__STORED DATA__:
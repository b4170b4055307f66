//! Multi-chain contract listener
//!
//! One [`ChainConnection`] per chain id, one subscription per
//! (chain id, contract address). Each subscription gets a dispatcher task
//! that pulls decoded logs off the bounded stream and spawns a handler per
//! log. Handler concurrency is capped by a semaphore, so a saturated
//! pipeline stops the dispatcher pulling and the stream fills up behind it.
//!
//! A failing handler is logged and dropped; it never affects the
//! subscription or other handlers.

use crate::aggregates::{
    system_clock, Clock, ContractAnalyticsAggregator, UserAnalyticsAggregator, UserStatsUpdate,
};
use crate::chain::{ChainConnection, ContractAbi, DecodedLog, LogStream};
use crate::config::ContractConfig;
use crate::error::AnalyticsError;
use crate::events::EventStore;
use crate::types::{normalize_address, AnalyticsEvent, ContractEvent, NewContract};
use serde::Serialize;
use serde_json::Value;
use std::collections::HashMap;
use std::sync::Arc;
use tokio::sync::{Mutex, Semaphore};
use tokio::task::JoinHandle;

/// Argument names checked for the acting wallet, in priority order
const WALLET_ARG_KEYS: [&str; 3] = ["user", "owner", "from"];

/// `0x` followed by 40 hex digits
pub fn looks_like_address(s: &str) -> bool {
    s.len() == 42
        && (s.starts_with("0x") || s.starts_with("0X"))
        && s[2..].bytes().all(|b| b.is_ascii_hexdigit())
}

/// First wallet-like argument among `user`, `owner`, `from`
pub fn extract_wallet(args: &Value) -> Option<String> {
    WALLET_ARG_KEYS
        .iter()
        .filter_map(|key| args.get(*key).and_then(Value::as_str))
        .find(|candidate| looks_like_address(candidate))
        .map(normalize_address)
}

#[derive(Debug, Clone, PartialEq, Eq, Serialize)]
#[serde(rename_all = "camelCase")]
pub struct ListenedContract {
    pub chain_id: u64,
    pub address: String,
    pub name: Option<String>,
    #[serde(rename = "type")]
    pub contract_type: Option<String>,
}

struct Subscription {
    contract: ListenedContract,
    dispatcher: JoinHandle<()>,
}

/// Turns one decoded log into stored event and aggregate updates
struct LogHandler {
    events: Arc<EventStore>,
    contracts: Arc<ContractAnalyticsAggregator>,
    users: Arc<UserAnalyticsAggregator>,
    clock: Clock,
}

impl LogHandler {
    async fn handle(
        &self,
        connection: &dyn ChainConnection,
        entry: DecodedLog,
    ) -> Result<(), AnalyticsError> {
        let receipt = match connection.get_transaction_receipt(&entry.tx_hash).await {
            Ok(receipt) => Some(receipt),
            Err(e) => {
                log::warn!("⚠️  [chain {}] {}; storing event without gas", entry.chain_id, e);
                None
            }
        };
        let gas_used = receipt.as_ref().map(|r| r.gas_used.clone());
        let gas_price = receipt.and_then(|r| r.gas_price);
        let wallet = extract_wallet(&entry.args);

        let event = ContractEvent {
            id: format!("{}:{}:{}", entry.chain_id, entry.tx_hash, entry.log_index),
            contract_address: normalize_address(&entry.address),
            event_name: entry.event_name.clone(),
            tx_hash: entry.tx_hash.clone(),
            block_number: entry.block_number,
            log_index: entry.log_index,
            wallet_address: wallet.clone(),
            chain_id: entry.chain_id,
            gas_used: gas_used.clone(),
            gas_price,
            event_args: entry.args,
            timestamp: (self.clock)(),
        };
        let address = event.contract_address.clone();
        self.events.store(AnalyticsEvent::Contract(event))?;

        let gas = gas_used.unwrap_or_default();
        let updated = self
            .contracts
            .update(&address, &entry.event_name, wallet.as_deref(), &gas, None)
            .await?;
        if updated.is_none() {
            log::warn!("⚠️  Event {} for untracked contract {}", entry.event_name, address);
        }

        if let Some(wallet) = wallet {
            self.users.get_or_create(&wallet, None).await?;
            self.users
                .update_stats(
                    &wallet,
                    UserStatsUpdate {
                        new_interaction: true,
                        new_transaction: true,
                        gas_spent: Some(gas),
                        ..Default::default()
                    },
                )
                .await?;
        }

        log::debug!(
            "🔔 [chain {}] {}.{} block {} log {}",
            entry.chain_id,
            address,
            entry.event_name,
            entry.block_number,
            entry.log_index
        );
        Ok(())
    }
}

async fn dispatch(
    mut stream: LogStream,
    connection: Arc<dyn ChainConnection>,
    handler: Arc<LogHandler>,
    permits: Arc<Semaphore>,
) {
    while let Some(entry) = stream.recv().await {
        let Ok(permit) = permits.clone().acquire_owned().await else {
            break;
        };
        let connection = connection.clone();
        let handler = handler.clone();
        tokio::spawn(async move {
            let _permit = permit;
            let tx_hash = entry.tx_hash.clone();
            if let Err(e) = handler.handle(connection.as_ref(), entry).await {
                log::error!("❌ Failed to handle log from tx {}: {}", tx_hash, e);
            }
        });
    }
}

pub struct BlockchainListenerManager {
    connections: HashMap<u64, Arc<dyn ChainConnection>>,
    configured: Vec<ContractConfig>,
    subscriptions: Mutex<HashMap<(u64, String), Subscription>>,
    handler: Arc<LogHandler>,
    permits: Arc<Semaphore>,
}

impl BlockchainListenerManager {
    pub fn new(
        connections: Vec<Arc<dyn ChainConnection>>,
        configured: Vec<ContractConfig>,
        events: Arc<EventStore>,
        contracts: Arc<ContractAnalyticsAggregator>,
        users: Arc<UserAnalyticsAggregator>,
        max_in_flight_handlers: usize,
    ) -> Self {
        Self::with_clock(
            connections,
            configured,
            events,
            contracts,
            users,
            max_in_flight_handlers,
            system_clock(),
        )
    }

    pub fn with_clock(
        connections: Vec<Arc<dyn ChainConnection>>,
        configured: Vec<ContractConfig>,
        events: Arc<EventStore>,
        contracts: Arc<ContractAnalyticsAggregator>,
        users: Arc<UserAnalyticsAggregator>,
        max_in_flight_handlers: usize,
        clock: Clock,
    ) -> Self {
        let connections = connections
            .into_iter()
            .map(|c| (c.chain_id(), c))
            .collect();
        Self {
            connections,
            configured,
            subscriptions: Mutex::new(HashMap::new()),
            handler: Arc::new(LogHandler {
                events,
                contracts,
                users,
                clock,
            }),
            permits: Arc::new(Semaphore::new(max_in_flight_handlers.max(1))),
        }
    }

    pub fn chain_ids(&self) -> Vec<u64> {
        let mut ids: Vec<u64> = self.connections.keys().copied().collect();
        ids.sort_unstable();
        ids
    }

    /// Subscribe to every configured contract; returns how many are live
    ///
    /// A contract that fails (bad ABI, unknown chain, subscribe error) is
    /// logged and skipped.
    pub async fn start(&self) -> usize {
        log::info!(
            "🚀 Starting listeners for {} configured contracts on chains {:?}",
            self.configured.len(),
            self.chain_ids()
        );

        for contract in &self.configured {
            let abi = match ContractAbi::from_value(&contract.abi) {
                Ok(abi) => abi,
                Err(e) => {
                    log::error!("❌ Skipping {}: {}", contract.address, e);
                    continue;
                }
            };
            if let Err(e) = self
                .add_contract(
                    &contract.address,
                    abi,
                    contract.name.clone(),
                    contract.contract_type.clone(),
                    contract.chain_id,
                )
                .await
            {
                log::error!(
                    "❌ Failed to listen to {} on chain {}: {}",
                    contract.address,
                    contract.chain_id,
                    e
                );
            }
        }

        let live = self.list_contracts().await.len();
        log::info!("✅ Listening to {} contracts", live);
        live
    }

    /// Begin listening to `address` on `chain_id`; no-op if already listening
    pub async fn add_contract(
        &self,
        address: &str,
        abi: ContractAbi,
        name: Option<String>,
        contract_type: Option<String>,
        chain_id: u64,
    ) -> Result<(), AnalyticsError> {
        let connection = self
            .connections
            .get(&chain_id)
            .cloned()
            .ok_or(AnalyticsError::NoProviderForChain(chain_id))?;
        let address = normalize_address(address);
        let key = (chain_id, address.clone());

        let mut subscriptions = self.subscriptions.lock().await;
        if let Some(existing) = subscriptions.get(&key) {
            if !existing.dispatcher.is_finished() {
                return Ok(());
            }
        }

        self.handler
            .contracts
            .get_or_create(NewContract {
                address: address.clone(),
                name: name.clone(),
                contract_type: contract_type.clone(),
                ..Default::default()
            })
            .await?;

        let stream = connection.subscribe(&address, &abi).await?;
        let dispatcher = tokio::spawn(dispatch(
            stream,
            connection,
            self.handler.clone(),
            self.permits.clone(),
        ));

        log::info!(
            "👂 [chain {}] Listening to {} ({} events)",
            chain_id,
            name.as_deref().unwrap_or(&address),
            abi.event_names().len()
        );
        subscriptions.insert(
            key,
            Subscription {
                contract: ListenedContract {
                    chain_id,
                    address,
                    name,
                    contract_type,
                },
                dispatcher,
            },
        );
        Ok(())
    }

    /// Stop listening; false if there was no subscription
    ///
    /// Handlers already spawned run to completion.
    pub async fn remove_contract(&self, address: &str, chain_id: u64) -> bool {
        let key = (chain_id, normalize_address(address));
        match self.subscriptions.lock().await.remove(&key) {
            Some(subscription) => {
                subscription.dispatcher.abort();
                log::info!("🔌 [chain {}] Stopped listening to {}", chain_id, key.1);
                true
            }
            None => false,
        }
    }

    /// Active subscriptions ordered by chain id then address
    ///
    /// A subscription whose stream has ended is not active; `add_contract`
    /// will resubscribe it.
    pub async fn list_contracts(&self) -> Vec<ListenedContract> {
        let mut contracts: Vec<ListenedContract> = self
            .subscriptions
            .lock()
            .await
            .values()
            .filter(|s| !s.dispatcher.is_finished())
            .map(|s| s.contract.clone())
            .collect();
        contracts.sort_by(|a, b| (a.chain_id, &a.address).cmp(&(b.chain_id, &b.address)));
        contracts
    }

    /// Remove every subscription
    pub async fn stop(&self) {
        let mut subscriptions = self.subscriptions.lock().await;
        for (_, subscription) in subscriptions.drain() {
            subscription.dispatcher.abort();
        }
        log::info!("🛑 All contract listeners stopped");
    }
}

__REQUIREMENT__:
Which lines above contain the word "args"? List them.

__ANSWER__:
pub fn extract_wallet(args: &Value) -> Option<String> {
        .filter_map(|key| args.get(*key).and_then(Value::as_str))
        let wallet = extract_wallet(&entry.args);
            event_args: entry.args,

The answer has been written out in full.